### Your instructions
Scan the data for "purchasable" and copy each matching line.

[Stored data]
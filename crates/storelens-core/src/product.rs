use chrono::{DateTime, Utc};
use serde::{Deserialize, Serialize};

/// A product scraped from a third-party storefront, normalized into the
/// canonical shape shared by every consumer of the scraping core.
///
/// A `Product` is created by normalization on every successful fetch and is
/// never mutated afterwards; a re-fetch replaces the whole value.
#[derive(Debug, Clone, Serialize, Deserialize)]
pub struct Product {
    /// Source-system product ID, stored as a string to avoid precision loss.
    /// Synthesized as `"{shop_domain}:{handle}"` when the source omits it.
    pub id: String,

    /// URL slug used on the storefront, e.g. `"red-canvas-low"`.
    pub handle: String,

    /// Display name of the product.
    pub title: String,

    /// Product description. May contain HTML markup; treated as opaque.
    pub description: String,

    /// Current price. Non-negative; passed through in the source's own units.
    pub price: f64,

    /// List/compare price, present only when it exceeds [`Self::price`].
    pub original_price: Option<f64>,

    /// ISO-4217-style currency code, inferred during normalization when the
    /// source omits it.
    pub currency: String,

    /// Image URLs in storefront order. May be empty.
    pub images: Vec<String>,

    /// All purchasable variants for this product.
    pub variants: Vec<Variant>,

    /// Vendor / brand name. Defaults to the shop domain when absent.
    pub vendor: String,

    /// Free-form tags. Insertion order carries no meaning.
    pub tags: Vec<String>,

    /// Whether the product is currently available for purchase.
    pub available: bool,

    /// The storefront domain this product was fetched from (the cache key).
    pub shop_domain: String,

    /// When normalization of this snapshot completed.
    pub scraped_at: DateTime<Utc>,
}

impl Product {
    /// Returns the first variant, which storefronts treat as the default
    /// selection.
    #[must_use]
    pub fn default_variant(&self) -> Option<&Variant> {
        self.variants.first()
    }

    /// Returns `true` if at least one variant is currently purchasable.
    #[must_use]
    pub fn has_available_variants(&self) -> bool {
        self.variants.iter().any(|v| v.available)
    }

    /// Returns `true` when a compare price above the current price exists.
    #[must_use]
    pub fn on_sale(&self) -> bool {
        self.original_price.is_some_and(|orig| orig > self.price)
    }
}

/// A single purchasable variant of a [`Product`].
#[derive(Debug, Clone, Serialize, Deserialize)]
pub struct Variant {
    /// Source-system variant ID as a string. Empty when the source omits it.
    pub id: String,

    /// Display title. Storefronts use the sentinel `"Default Title"` for a
    /// product with a single unnamed variant.
    pub title: String,

    /// Current variant price.
    pub price: f64,

    /// Pre-sale comparison price, when set and positive.
    pub compare_at_price: Option<f64>,

    /// Whether this variant is currently in stock and purchasable.
    pub available: bool,

    /// First option value (e.g. color).
    pub option1: Option<String>,

    /// Second option value (e.g. size).
    pub option2: Option<String>,

    /// Third option value.
    pub option3: Option<String>,

    /// Stock-keeping unit, when the source provides a non-empty one.
    pub sku: Option<String>,
}

#[cfg(test)]
mod tests {
    use super::*;

    fn make_variant(id: &str, available: bool) -> Variant {
        Variant {
            id: id.to_string(),
            title: "Default Title".to_string(),
            price: 29.99,
            compare_at_price: None,
            available,
            option1: None,
            option2: None,
            option3: None,
            sku: Some("SKU-001".to_string()),
        }
    }

    fn make_product(variants: Vec<Variant>) -> Product {
        Product {
            id: "123456789".to_string(),
            handle: "red-canvas-low".to_string(),
            title: "Red Canvas Low".to_string(),
            description: "<p>A classic low-top.</p>".to_string(),
            price: 29.99,
            original_price: None,
            currency: "USD".to_string(),
            images: vec!["https://cdn.example.com/red-canvas-low.jpg".to_string()],
            variants,
            vendor: "Example Shoes".to_string(),
            tags: vec!["sneakers".to_string(), "canvas".to_string()],
            available: true,
            shop_domain: "example-shoes.myshopify.com".to_string(),
            scraped_at: Utc::now(),
        }
    }

    #[test]
    fn default_variant_none_when_no_variants() {
        let product = make_product(vec![]);
        assert!(product.default_variant().is_none());
    }

    #[test]
    fn default_variant_is_first_variant() {
        let product = make_product(vec![make_variant("10", true), make_variant("11", false)]);
        let default = product.default_variant().expect("expected a variant");
        assert_eq!(default.id, "10");
    }

    #[test]
    fn has_available_variants_false_when_all_sold_out() {
        let product = make_product(vec![make_variant("1", false), make_variant("2", false)]);
        assert!(!product.has_available_variants());
    }

    #[test]
    fn has_available_variants_true_when_one_in_stock() {
        let product = make_product(vec![make_variant("1", false), make_variant("2", true)]);
        assert!(product.has_available_variants());
    }

    #[test]
    fn on_sale_false_without_original_price() {
        let product = make_product(vec![make_variant("1", true)]);
        assert!(!product.on_sale());
    }

    #[test]
    fn on_sale_true_when_original_price_exceeds_price() {
        let mut product = make_product(vec![make_variant("1", true)]);
        product.original_price = Some(39.99);
        assert!(product.on_sale());
    }

    #[test]
    fn serde_roundtrip_product() {
        let product = make_product(vec![make_variant("1", true)]);
        let json = serde_json::to_string(&product).expect("serialization failed");
        let decoded: Product = serde_json::from_str(&json).expect("deserialization failed");
        assert_eq!(decoded.id, product.id);
        assert_eq!(decoded.shop_domain, product.shop_domain);
        assert_eq!(decoded.variants.len(), 1);
        assert_eq!(decoded.variants[0].sku.as_deref(), Some("SKU-001"));
    }
}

### Response to this task
    /// All purchasable variants for this product.
    /// Returns `true` if at least one variant is currently purchasable.
/// A single purchasable variant of a [`Product`].
    /// Whether this variant is currently in stock and purchasable.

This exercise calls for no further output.